Expression of HsKYNase molecules in the present study was performed as described elsewhere^22,24 unless otherwise stated. For all the recombinant expression experiments the E. coli strain C41(DE3) was used followed by Immobilized Metal Affinity Chromatography (IMAC) purification (the produced proteins carried a N-terminal 6-His tag). Briefly, a single colony was used to inoculate 20 mL of 2xYT medium supplemented with 33 μg/mL chloramphenicol and was grown overnight at 37 °C under vigorous shaking. The following day, fraction of the overnight 2xYT culture was used to inoculate either 0.5 or 1 L of TB medium (final dilution 1:100) and the culture was incubated at 37 °C until it reached an OD⁶⁰⁰ ~ 1. Subsequently, the flask was equilibrated at RT for 20 minutes and IPTG was added to a final concentration of 0.5 mM. Finally, after the induction the shake flask was incubated overnight at 25 °C for protein expression.

Following the overnight expression, the cells were spun down, resuspended in Lysis/Washing buffer A (100 mM Na2_HPO₄/NaH₂PO₄, 300 mM NaCl, 25 mM imidazole, 0.1 % Tween, 1 mM PMSF inhibitors, 1 mM PLP, pH 8.0) and were directly lysed by one pass through a French pressure cell followed by centrifugation at 40,000 g for 1 h.
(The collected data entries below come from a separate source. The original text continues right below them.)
#[cfg(test)]
mod tests {
    use super::*;
    use crate::source_analysis::{find_chemicals, find_identifiers, scan};

    fn front(source: &str) -> TokenStream {
        let (mut stream, diagnostics) = scan(source);
        assert!(!diagnostics.has_errors(), "{diagnostics:?}");
        let identifiers = find_identifiers(&stream);
        find_chemicals(&mut stream, &identifiers);
        stream
    }

    fn parse_source(source: &str) -> Parsed {
        parse(&front(source)).unwrap()
    }

    fn single(source: &str) -> Node {
        let parsed = parse_source(source);
        assert_eq!(parsed.program.statements.len(), 1, "{parsed:?}");
        parsed.program.statements.into_iter().next().unwrap()
    }

    #[test]
    fn empty_input_is_fatal() {
        let err = parse(&front("// nothing here\n")).unwrap_err();
        assert_eq!(err.kind, ParseErrorKind::UnexpectedEnd);
    }

    #[test]
    fn reagent_block_with_named_params() {
        let node = single("reagent broth { vol = 500 mL; temp = 37 C; }");
        let Node::Declaration {
            keyword,
            name,
            body,
            flat,
            ..
        } = node
        else {
            panic!("expected declaration");
        };
        assert_eq!(keyword, Keyword::Reagent);
        assert_eq!(name, "broth");
        assert!(!flat);
        assert_eq!(body.len(), 2);

        let Node::Binary { op, left, right, .. } = &body[0] else {
            panic!("expected assignment");
        };
        assert_eq!(*op, BinaryOp::Assign);
        assert_eq!(
            **left,
            Node::Param {
                param: ParamKind::Volume,
                span: left.span()
            }
        );
        let Node::Number { value, .. } = right.as_ref() else {
            panic!("expected folded number");
        };
        assert_eq!(value.value, 500.0);
        assert_eq!(value.prefix, Prefix::Milli);
        assert_eq!(value.unit, Unit::Liter);
    }

    #[test]
    fn inferred_param_from_unit() {
        let node = single("reagent broth { 500 mL; }");
        let Node::Declaration { body, .. } = node else {
            panic!("expected declaration");
        };
        let Node::Binary { left, .. } = &body[0] else {
            panic!("expected assignment");
        };
        assert!(matches!(
            left.as_ref(),
            Node::Param {
                param: ParamKind::Volume,
                ..
            }
        ));
    }

    #[test]
    fn bare_value_outside_container_or_reagent_is_fatal() {
        let err = parse(&front("protocol main() { 500 mL; }")).unwrap_err();
        assert!(matches!(err.kind, ParseErrorKind::ExpectedToken(_)));
    }

    #[test]
    fn flat_reaction_keeps_equation_and_folds_rates() {
        let node = single("reaction r1(2 H2O --> O2, k = 3, krev = 1 + 1);");
        let Node::Declaration {
            keyword,
            name,
            body,
            flat,
            ..
        } = node
        else {
            panic!("expected declaration");
        };
        assert_eq!(keyword, Keyword::Reaction);
        assert_eq!(name, "r1");
        assert!(flat);
        assert_eq!(body.len(), 3);

        // First item: the equation, preserved as a tree.
        let Node::Binary { left, right, .. } = &body[0] else {
            panic!("expected assignment");
        };
        assert!(matches!(
            left.as_ref(),
            Node::Param {
                param: ParamKind::Equation,
                ..
            }
        ));
        let Node::Binary { op, left, right: products, .. } = right.as_ref() else {
            panic!("expected arrow");
        };
        assert_eq!(*op, BinaryOp::Forward);
        let Node::Binary { op, left: coeff, right: species, .. } = left.as_ref() else {
            panic!("expected coefficient term");
        };
        assert_eq!(*op, BinaryOp::Multiply);
        assert!(matches!(coeff.as_ref(), Node::Number { .. }));
        assert!(
            matches!(species.as_ref(), Node::Chemical { formula, .. } if formula == "H2O")
        );
        assert!(
            matches!(products.as_ref(), Node::Chemical { formula, .. } if formula == "O2")
        );

        // Third item: folded arithmetic.
        let Node::Binary { right, .. } = &body[2] else {
            panic!("expected assignment");
        };
        assert!(matches!(
            right.as_ref(),
            Node::Number { value, .. } if value.value == 2.0
        ));
    }

    #[test]
    fn primitive_declaration_folds_and_defines() {
        let parsed = parse_source("int x = 2 + 3; int y = x * 2;");
        assert_eq!(parsed.program.statements.len(), 2);
        let Node::Binary { left, right, .. } = &parsed.program.statements[1] else {
            panic!("expected assignment");
        };
        assert!(matches!(
            left.as_ref(),
            Node::Identifier {
                primitive: Some(Primitive::Int),
                ..
            }
        ));
        assert!(matches!(
            right.as_ref(),
            Node::Number { value, .. } if value.value == 10.0
        ));
        let global = parsed.scopes.by_name("global").unwrap();
        assert_eq!(global.get("x").unwrap().value, SymbolValue::Number(5.0));
        assert_eq!(global.get("y").unwrap().value, SymbolValue::Number(10.0));
    }

    #[test]
    fn undeclared_identifier_in_arithmetic_is_fatal() {
        let err = parse(&front("int y = ghost * 2;")).unwrap_err();
        assert!(matches!(err.kind, ParseErrorKind::Eval(_)));
    }

    #[test]
    fn change_point_assignment() {
        let node = single("water[0] = 5;");
        let Node::Binary { op, left, right, .. } = node else {
            panic!("expected assignment");
        };
        assert_eq!(op, BinaryOp::Assign);
        let Node::Index { target, index, .. } = left.as_ref() else {
            panic!("expected index");
        };
        assert!(matches!(target.as_ref(), Node::Identifier { name, .. } if name == "water"));
        assert!(matches!(
            index.as_ref(),
            Node::Number { value, .. } if value.value == 0.0
        ));
        assert!(matches!(
            right.as_ref(),
            Node::Number { value, .. } if value.value == 5.0
        ));
    }

    #[test]
    fn interval_assignment_folds_bounds() {
        let node = single("water[10:20] = 3;");
        let Node::Binary { left, .. } = node else {
            panic!("expected assignment");
        };
        let Node::Index { index, .. } = left.as_ref() else {
            panic!("expected index");
        };
        let Node::Range { start, end, .. } = index.as_ref() else {
            panic!("expected range");
        };
        assert!(matches!(
            start.as_deref(),
            Some(Node::Number { value, .. }) if value.value == 10.0
        ));
        assert!(matches!(
            end.as_deref(),
            Some(Node::Number { value, .. }) if value.value == 20.0
        ));
    }

    #[test]
    fn open_ended_slices() {
        let node = single("water[:] = 2;");
        let Node::Binary { left, .. } = node else {
            panic!("expected assignment");
        };
        let Node::Index { index, .. } = left.as_ref() else {
            panic!("expected index");
        };
        assert!(matches!(
            index.as_ref(),
            Node::Range {
                start: None,
                end: None,
                ..
            }
        ));

        let node = single("water[5:] = 2;");
        let Node::Binary { left, .. } = node else {
            panic!("expected assignment");
        };
        let Node::Index { index, .. } = left.as_ref() else {
            panic!("expected index");
        };
        assert!(matches!(
            index.as_ref(),
            Node::Range {
                start: Some(_),
                end: None,
                ..
            }
        ));
    }

    #[test]
    fn dotted_function_call_with_named_param() {
        let node = single("broth.mix(time = 30 s);");
        let Node::Call {
            receiver,
            function,
            arguments,
            ..
        } = node
        else {
            panic!("expected call");
        };
        assert_eq!(receiver.as_deref(), Some("broth"));
        assert_eq!(function, crate::source_analysis::Function::Mix);
        assert_eq!(arguments.len(), 1);
    }

    #[test]
    fn empty_argument_list() {
        let node = single("broth.clear();");
        let Node::Call { arguments, .. } = node else {
            panic!("expected call");
        };
        assert!(arguments.is_empty());
    }

    #[test]
    fn if_else_statement() {
        let node = single("if (1 < 2) { int x = 1; } else { int x = 2; }");
        let Node::If {
            condition,
            then_branch,
            else_branch,
            ..
        } = node
        else {
            panic!("expected if");
        };
        assert!(matches!(
            condition.as_ref(),
            Node::Binary {
                op: BinaryOp::Less,
                ..
            }
        ));
        assert_eq!(then_branch.len(), 1);
        assert_eq!(else_branch.len(), 1);
    }

    #[test]
    fn for_loop_shape() {
        let node = single("for (int i = 0; i < 3; i = i + 1) { int x = 1; }");
        let Node::Looping {
            kind,
            init,
            condition,
            increment,
            body,
            ..
        } = node
        else {
            panic!("expected loop");
        };
        assert_eq!(kind, crate::source_analysis::LoopKind::For);
        assert!(init.is_some());
        assert!(matches!(
            condition.as_ref(),
            Node::Binary {
                op: BinaryOp::Less,
                ..
            }
        ));
        // The increment is kept as a tree, not folded.
        let Some(increment) = increment else {
            panic!("expected increment");
        };
        let Node::Binary { right, .. } = increment.as_ref() else {
            panic!("expected assignment");
        };
        assert!(matches!(
            right.as_ref(),
            Node::Binary {
                op: BinaryOp::Add,
                ..
            }
        ));
        assert_eq!(body.len(), 1);
    }

    #[test]
    fn while_loop_shape() {
        let node = single("while (1 < 2) { int x = 1; }");
        assert!(matches!(
            node,
            Node::Looping {
                kind: crate::source_analysis::LoopKind::While,
                init: None,
                increment: None,
                ..
            }
        ));
    }

    #[test]
    fn block_declaration_registers_scope() {
        let parsed = parse_source("protocol main() { int x = 5; }");
        let scope = parsed.scopes.by_name("main").unwrap();
        assert_eq!(scope.get("x").unwrap().value, SymbolValue::Number(5.0));
    }

    #[test]
    fn missing_semicolon_is_fatal() {
        let err = parse(&front("int x = 5")).unwrap_err();
        assert!(matches!(err.kind, ParseErrorKind::ExpectedToken(_)));
    }

    #[test]
    fn missing_block_after_declaration_name_is_fatal() {
        let err = parse(&front("reagent broth int x = 5;")).unwrap_err();
        assert!(matches!(err.kind, ParseErrorKind::ExpectedToken(_)));
    }

    #[test]
    fn reversible_and_inhibition_arrows() {
        let node = single("reaction r1(X <-> B, k = 1, krev = 1);");
        let Node::Declaration { body, .. } = node else {
            panic!("expected declaration");
        };
        let Node::Binary { right, .. } = &body[0] else {
            panic!("expected assignment");
        };
        assert!(matches!(
            right.as_ref(),
            Node::Binary {
                op: BinaryOp::Reversible,
                ..
            }
        ));

        let node = single("reaction r2(X --| B, Ki = 1, n = 2);");
        let Node::Declaration { body, .. } = node else {
            panic!("expected declaration");
        };
        let Node::Binary { right, .. } = &body[0] else {
            panic!("expected assignment");
        };
        assert!(matches!(
            right.as_ref(),
            Node::Binary {
                op: BinaryOp::Inhibition,
                ..
            }
        ));
    }

    #[test]
    fn string_assignment_binds_text() {
        let parsed = parse_source(r#"string label = "broth";"#);
        let global = parsed.scopes.by_name("global").unwrap();
        assert_eq!(
            global.get("label").unwrap().value,
            SymbolValue::Text("broth".into())
        );
    }

    #[test]
    fn modulo_and_division_fold() {
        let parsed = parse_source("int x = 7 % 3; int y = 8 / 2;");
        let global = parsed.scopes.by_name("global").unwrap();
        assert_eq!(global.get("x").unwrap().value, SymbolValue::Number(1.0));
        assert_eq!(global.get("y").unwrap().value, SymbolValue::Number(4.0));
    }
}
The resulting supernatant (soluble fraction) was filtered using a 0.45 μm filter and loaded onto a 0.5 mL (volume of the slurry mixture) of pre-equilibrated nickel-nitrilotriacetic acid (Ni⁺²-NTA) resin (Qiagen) which was previously transferred to a 5 mL polypropylene column (Pierce). The supernatant was allowed to pass through the column by gravity and the resin was washed with 25 bed volumes of buffer A before eluting the bound enzymes with 5 mL elution buffer B (100 mM Na2HPO4/NaH2PO4, 300 mM NaCl, 300 mM Imidazole, 0.1 % Tween, 1 mM PLP, pH 8) in a dropwise fashion. Next, the eluted enzyme fractions were incubated with buffer C (100 mM Na2HPO4/NaH2PO4, 300 mM NaCl, 300 mM Imidazole, 0.1 % Tween, 5 mM PLP, pH 8) at 37 °C for 4 h for achieving full loading of PLP and finally were applied to an Amico Ultra 10 K MWCO filter for 4 cycles of buffer exchange against PBS, pH 7.4. The purity of the buffer exchanged eluted fractions was evaluated by SDS-PAGE (consistently > 90% pure) and the enzymes were mixed with 15% final concentration of glycerol and flash-frozen with liquid nitrogen for storage at −80 °C. All the variants were prepared according to the protocol described above unless otherwise stated.

Fed-batch fermentation of HsKYNase_93D9

Due to the relatively low expression levels of HsKYNase_93D9 ( ~ 10 mg/L) and the high amounts required for the pre-steady-state kinetic analyses, we developed a fed-batch fermentation protocol that yielded >1.5 g/L of soluble and fully active enzyme. The detailed protocol has been described previously for the production of HsKYNase²² and no modifications were made.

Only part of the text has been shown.